PROBLEM TO WORK ON:
Copy all lines below containing "proptest".

==================================================

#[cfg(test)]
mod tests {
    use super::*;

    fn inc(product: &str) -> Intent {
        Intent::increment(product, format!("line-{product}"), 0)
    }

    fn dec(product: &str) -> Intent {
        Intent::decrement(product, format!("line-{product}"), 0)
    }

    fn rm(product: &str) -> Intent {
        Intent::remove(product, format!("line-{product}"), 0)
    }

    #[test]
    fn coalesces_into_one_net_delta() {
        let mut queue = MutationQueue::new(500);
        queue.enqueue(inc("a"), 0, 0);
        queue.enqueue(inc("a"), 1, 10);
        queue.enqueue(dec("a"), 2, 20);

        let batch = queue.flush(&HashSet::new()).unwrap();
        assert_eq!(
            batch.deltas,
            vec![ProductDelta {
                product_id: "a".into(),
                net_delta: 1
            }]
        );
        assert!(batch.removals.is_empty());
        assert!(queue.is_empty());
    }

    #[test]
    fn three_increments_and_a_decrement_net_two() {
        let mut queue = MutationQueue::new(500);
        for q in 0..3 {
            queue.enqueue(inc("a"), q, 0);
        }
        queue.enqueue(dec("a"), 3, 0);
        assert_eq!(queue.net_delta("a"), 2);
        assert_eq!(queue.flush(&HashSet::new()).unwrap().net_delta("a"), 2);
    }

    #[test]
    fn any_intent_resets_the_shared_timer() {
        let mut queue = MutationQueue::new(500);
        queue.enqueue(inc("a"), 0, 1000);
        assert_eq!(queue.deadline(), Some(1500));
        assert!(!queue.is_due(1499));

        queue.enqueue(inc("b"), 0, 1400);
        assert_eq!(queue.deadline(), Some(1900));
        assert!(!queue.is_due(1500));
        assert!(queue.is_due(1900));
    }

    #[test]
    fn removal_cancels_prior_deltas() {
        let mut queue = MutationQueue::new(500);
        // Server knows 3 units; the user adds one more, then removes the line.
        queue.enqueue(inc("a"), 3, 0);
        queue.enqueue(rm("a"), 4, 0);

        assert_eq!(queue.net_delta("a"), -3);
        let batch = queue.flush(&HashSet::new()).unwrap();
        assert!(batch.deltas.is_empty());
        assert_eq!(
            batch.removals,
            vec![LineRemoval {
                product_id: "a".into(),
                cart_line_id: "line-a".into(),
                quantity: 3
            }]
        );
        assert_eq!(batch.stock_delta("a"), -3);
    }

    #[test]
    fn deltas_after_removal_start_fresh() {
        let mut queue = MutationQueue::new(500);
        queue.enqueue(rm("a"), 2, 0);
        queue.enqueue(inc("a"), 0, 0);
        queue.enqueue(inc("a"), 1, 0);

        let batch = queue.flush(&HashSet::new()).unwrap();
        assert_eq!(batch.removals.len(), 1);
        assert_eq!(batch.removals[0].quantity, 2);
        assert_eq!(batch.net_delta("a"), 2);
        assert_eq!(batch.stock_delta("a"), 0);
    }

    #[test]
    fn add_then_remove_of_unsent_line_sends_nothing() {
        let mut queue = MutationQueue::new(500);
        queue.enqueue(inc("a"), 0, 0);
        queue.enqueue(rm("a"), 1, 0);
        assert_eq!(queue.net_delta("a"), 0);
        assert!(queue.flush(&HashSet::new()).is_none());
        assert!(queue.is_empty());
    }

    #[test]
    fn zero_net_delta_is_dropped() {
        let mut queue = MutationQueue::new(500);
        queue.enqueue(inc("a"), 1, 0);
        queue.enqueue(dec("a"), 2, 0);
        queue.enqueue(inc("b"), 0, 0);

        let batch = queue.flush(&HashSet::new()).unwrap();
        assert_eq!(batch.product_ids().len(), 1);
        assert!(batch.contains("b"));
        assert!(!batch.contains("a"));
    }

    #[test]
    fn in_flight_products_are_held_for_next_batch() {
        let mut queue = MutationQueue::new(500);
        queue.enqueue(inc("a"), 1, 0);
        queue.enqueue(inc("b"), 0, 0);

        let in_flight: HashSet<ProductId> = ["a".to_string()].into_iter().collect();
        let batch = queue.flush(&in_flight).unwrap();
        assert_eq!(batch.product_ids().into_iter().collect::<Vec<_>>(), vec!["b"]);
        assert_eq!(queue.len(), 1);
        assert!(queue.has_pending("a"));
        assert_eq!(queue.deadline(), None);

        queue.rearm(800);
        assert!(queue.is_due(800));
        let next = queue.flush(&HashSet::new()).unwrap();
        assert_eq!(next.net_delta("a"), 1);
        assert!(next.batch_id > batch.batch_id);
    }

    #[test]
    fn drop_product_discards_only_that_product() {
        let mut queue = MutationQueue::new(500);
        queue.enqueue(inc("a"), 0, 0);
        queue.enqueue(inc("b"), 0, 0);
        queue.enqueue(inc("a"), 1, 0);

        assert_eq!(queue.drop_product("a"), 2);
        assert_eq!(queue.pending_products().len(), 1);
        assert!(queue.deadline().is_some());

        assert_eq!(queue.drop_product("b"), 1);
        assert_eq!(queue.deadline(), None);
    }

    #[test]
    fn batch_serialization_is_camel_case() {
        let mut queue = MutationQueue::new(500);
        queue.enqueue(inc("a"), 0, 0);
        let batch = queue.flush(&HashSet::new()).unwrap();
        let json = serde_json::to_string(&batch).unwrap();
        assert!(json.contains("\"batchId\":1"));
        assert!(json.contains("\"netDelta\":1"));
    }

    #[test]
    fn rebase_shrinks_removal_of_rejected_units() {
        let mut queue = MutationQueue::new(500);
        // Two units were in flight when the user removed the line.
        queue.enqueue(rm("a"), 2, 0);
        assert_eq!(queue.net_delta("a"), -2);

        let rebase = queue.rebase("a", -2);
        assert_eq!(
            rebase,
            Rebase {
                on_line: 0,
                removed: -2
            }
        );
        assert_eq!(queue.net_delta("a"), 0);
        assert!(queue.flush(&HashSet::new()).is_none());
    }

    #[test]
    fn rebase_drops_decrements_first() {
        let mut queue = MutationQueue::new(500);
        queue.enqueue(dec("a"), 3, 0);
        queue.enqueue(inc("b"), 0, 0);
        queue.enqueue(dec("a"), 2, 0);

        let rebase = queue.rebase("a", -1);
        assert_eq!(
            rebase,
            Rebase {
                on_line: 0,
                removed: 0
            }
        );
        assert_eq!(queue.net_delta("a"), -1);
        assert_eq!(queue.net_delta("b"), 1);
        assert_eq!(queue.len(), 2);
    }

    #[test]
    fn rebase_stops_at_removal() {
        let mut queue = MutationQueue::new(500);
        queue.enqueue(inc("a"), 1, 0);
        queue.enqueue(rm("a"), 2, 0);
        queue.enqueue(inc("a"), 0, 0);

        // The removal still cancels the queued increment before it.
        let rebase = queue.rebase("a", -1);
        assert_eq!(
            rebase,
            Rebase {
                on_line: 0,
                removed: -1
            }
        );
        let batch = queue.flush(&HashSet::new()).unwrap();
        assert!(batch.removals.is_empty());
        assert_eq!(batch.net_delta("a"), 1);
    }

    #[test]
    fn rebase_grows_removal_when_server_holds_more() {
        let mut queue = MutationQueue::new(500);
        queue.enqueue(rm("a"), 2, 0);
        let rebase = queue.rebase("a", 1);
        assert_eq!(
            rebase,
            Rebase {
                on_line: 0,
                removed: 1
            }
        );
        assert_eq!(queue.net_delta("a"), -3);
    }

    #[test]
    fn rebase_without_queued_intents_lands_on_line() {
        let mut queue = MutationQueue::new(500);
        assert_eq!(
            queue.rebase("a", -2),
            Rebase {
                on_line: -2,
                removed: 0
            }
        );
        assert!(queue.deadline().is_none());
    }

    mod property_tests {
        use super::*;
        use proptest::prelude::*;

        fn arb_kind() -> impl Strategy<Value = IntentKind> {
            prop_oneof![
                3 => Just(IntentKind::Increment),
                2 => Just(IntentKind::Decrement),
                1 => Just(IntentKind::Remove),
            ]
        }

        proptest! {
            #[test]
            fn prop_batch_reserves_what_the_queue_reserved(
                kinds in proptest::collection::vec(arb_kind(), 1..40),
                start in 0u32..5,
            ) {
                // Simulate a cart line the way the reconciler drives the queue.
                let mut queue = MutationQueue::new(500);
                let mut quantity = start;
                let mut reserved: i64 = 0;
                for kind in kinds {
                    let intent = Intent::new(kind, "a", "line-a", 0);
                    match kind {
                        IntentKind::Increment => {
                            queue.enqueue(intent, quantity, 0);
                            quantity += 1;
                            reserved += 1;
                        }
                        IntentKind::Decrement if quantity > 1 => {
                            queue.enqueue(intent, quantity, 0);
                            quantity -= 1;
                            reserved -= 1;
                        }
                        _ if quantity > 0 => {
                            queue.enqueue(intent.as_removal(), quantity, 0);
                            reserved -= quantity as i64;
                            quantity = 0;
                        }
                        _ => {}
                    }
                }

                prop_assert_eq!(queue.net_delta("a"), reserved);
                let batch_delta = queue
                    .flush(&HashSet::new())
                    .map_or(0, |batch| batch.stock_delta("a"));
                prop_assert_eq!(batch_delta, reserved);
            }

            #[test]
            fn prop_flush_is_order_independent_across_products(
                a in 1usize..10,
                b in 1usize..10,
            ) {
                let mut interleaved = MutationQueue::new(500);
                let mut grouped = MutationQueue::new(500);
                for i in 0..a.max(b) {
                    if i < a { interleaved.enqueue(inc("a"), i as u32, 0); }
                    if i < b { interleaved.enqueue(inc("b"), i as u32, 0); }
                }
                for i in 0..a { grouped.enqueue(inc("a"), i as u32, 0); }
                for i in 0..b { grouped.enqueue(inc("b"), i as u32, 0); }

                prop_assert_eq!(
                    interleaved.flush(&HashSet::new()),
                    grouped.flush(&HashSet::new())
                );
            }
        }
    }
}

==================================================

TASK RESPONSE:
        use proptest::prelude::*;
        proptest! {
                kinds in proptest::collection::vec(arb_kind(), 1..40),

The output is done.